When the groundwater level of the injection well is lower than the pairing depth, the groundwater level will be recovered through the ground only, but when the groundwater level of the injection is higher than the pairing depth, the groundwater level recovery through the ground and the groundwater level recovery through the pairing occur simultaneously. Therefore, the pairing technology can solve the problems regarding the overflow phenomenon and the pump power consumption increase occurring in multi-well systems.

3. Real-Scale Experiment

3.1. The Experimental Site and the Analysis of Hydro-Geological Characteristics of Site

The study object of the experiments was the load of a library building located in Nowon-gu (Seoul, South Korea). Five wells were drilled in front of the library (Figure 3). Here, a 500 m well was drilled for Well 1 to use it as a well of a standing column well (SCW) system. For Wells 2–5, 250 m wells were drilled for the multi-well open-loop system that adopted the pairing technology. Prior to performing the experiment, the hydro-geological characteristics of each geothermal well were investigated.

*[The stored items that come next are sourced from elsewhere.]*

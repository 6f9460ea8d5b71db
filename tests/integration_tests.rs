//! Integration tests for harmtex
//!
//! Tests the full pipeline from XML score or hand-built tensors to notes and
//! Standard MIDI File output.

use harmtex::*;
use midly::{MetaMessage, MidiMessage, Smf, TrackEventKind};

const SCORE: &str = r#"
<score>
  <title>Minuet Fragment</title>
  <composer>Anonymous</composer>
  <tempo><beat num="1" den="4"/><bpm>120</bpm></tempo>
  <time-signature><beats>3</beats><beat-type>4</beat-type></time-signature>
  <hits>
    <hit id="q0"><onset num="0" den="1"/><duration num="1" den="4"/></hit>
    <hit id="q1"><onset num="1" den="4"/><duration num="1" den="4"/></hit>
    <hit id="q2"><onset num="1" den="2"/><duration num="1" den="4"/></hit>
  </hits>
  <instruments>
    <instrument id="vn"><name>Violin</name></instrument>
    <instrument id="vc"><name>Cello</name></instrument>
  </instruments>
  <ast>
    <parallel>
      <product>
        <texture><rhythm><id>q0</id><id>q1</id><id>q2</id></rhythm></texture>
        <harmony><chord><pitch><number>72</number></pitch></chord></harmony>
        <instrumentation><section><id>vn</id></section></instrumentation>
      </product>
      <product>
        <texture><rhythm><id>q0</id></rhythm></texture>
        <harmony><chord><pitch><number>48</number></pitch><pitch><number>55</number></pitch></chord></harmony>
        <instrumentation><section><id>vc</id></section></instrumentation>
      </product>
    </parallel>
  </ast>
</score>
"#;

fn alberti() -> Texture {
    Texture::new(vec![
        Rhythm::from_single(Hit::parse("0/8", "1/8").unwrap()),
        Rhythm::from_single(Hit::parse("2/8", "1/8").unwrap()),
        Rhythm::new([
            Hit::parse("1/8", "1/8").unwrap(),
            Hit::parse("3/8", "1/8").unwrap(),
        ]),
    ])
}

fn block(numeral: &str, inversion: usize, octave: i32) -> TensorContraction {
    let chord = Chord::from_roman_numeral(numeral, inversion, octave, None).unwrap();
    Harmony::from_chord(&chord) * alberti()
}

#[test]
fn test_compile_score_notes() {
    let score = compile_score(SCORE).unwrap();
    assert_eq!(score.title, "Minuet Fragment");
    assert_eq!(score.time_signature, TimeSignature { numerator: 3, denominator: 4 });

    let notes = score.contraction.ordered_notes();
    assert_eq!(notes.len(), 5);
    assert_eq!(score.contraction.endpoint(), time(3, 4));

    // Cello pitches sound below the violin at time zero
    assert_eq!(notes[0].pitch, Pitch(48));
    assert_eq!(notes[1].pitch, Pitch(55));
    assert_eq!(notes[2].pitch, Pitch(72));
    assert_eq!(notes[2].instrument.name(), "Violin");
    assert_eq!(notes[4].onset, time(1, 2));
}

#[test]
fn test_compile_to_midi() {
    let bytes = compile(SCORE).unwrap();
    let smf = Smf::parse(&bytes).unwrap();

    // Tempo track plus one track per instrument
    assert_eq!(smf.tracks.len(), 3);
    assert!(smf.tracks[0].iter().any(|e| matches!(
        e.kind,
        TrackEventKind::Meta(MetaMessage::Tempo(t)) if t.as_int() == 500_000
    )));
    assert!(smf.tracks[0].iter().any(|e| matches!(
        e.kind,
        TrackEventKind::Meta(MetaMessage::TimeSignature(3, 2, _, _))
    )));
    assert_eq!(
        smf.tracks[1][0].kind,
        TrackEventKind::Meta(MetaMessage::TrackName(b"Cello"))
    );
    assert_eq!(
        smf.tracks[2][0].kind,
        TrackEventKind::Meta(MetaMessage::TrackName(b"Violin"))
    );
}

#[test]
fn test_render_config_overrides() {
    let config = RenderConfig::from_yaml_str("velocity: 90\nticks-per-quarter: 96\nbpm: 60").unwrap();
    let bytes = compile_with_config(SCORE, &config).unwrap();
    let smf = Smf::parse(&bytes).unwrap();

    assert!(matches!(smf.header.timing, midly::Timing::Metrical(t) if t.as_int() == 96));
    assert!(smf.tracks[0].iter().any(|e| matches!(
        e.kind,
        TrackEventKind::Meta(MetaMessage::Tempo(t)) if t.as_int() == 1_000_000
    )));
    assert!(smf.tracks[2].iter().any(|e| matches!(
        e.kind,
        TrackEventKind::Midi { message: MidiMessage::NoteOn { vel, .. }, .. } if vel.as_int() == 90
    )));
}

#[test]
fn test_anacrusis_starts_at_tick_zero() {
    let source = r#"
<score>
  <anacrusis num="1" den="4"/>
  <ast>
    <product>
      <texture>
        <rhythm>
          <hit><onset num="-1" den="4"/><duration num="1" den="4"/></hit>
          <hit><onset num="0" den="1"/><duration num="1" den="2"/></hit>
        </rhythm>
      </texture>
      <harmony><chord><pitch><number>67</number></pitch></chord></harmony>
    </product>
  </ast>
</score>
"#;
    let score = compile_score(source).unwrap();
    assert_eq!(score.anacrusis, time(1, 4));

    let bytes = score_to_midi(&score, &RenderConfig::default()).unwrap();
    let smf = Smf::parse(&bytes).unwrap();

    let mut tick = 0;
    let mut note_ons = Vec::new();
    for event in &smf.tracks[1] {
        tick += event.delta.as_int();
        if let TrackEventKind::Midi { message: MidiMessage::NoteOn { .. }, .. } = event.kind {
            note_ons.push(tick);
        }
    }
    assert_eq!(note_ons, vec![0, 480]);
}

#[test]
fn test_alberti_accompaniment() {
    let theme = [
        block("I", 0, 0),
        block("I", 0, 0),
        block("V7", 2, 0),
        block("I", 0, 0),
        block("IV", 2, 0),
        block("I", 0, 0),
        block("V", 1, -1),
        block("I", 0, 0),
    ];
    let accompaniment = Pitch(60) + concatenation(theme);

    assert_eq!(accompaniment.endpoint(), time(4, 1));
    assert_eq!(accompaniment.voices(), 24);

    let notes = accompaniment.ordered_notes();
    assert_eq!(notes.len(), 32);

    let first_bar: Vec<(Time, i32)> = notes
        .iter()
        .take(4)
        .map(|n| (n.onset.clone(), n.pitch.number()))
        .collect();
    assert_eq!(
        first_bar,
        vec![
            (time(0, 1), 60),
            (time(1, 8), 67),
            (time(1, 4), 64),
            (time(3, 8), 67),
        ]
    );

    // Second inversion of V7 voices the fifth in the bass
    let third_block_bass = notes.iter().find(|n| n.onset == time(1, 1)).unwrap();
    assert_eq!(third_block_bass.pitch, Pitch(62));
}

#[test]
fn test_notes_listing_serializes() {
    let score = compile_score(SCORE).unwrap();
    let yaml = serde_yaml::to_string(&score.contraction.ordered_notes()).unwrap();
    assert!(yaml.contains("instrument: Cello"));
    assert!(yaml.contains("pitch: 72"));
}

#[test]
fn test_compile_errors() {
    assert!(matches!(compile("<score></score>"), Err(HarmtexError::MissingAst)));
    assert!(matches!(
        compile("<score><ast><product><id>nowhere</id></product></ast></score>"),
        Err(HarmtexError::UndefinedId(_))
    ));

    let theremin = r#"
<score>
  <ast>
    <product>
      <texture><rhythm><hit><onset num="0" den="1"/><duration num="1" den="4"/></hit></rhythm></texture>
      <harmony><chord><pitch><number>60</number></pitch></chord></harmony>
      <instrumentation><section><instrument>Theremin</instrument></section></instrumentation>
    </product>
  </ast>
</score>
"#;
    assert!(compile_score(theremin).is_ok());
    assert!(matches!(compile(theremin), Err(HarmtexError::UnknownInstrument(_))));
}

Table 1. Well specifications.

Well No.	Well Depth (m)	Well Diameter (mm)	Measure Point (m)
Well 1	500	250	0.06
Well 2	250	250	0.25
Well 3	250	250	0.43
Well 4	250	250	0.23
Well 5	250	250	0.24

shows the specifications of the experimental wells for the aquifer experiment. For each experimental well, a step drawdown test and a long-term pumping test were performed. The step drawdown test was carried out by installing a 3.72 kW submersible pump at 100 m depth in each geothermal well. The pumping rate was changed in 4–5 steps for each well.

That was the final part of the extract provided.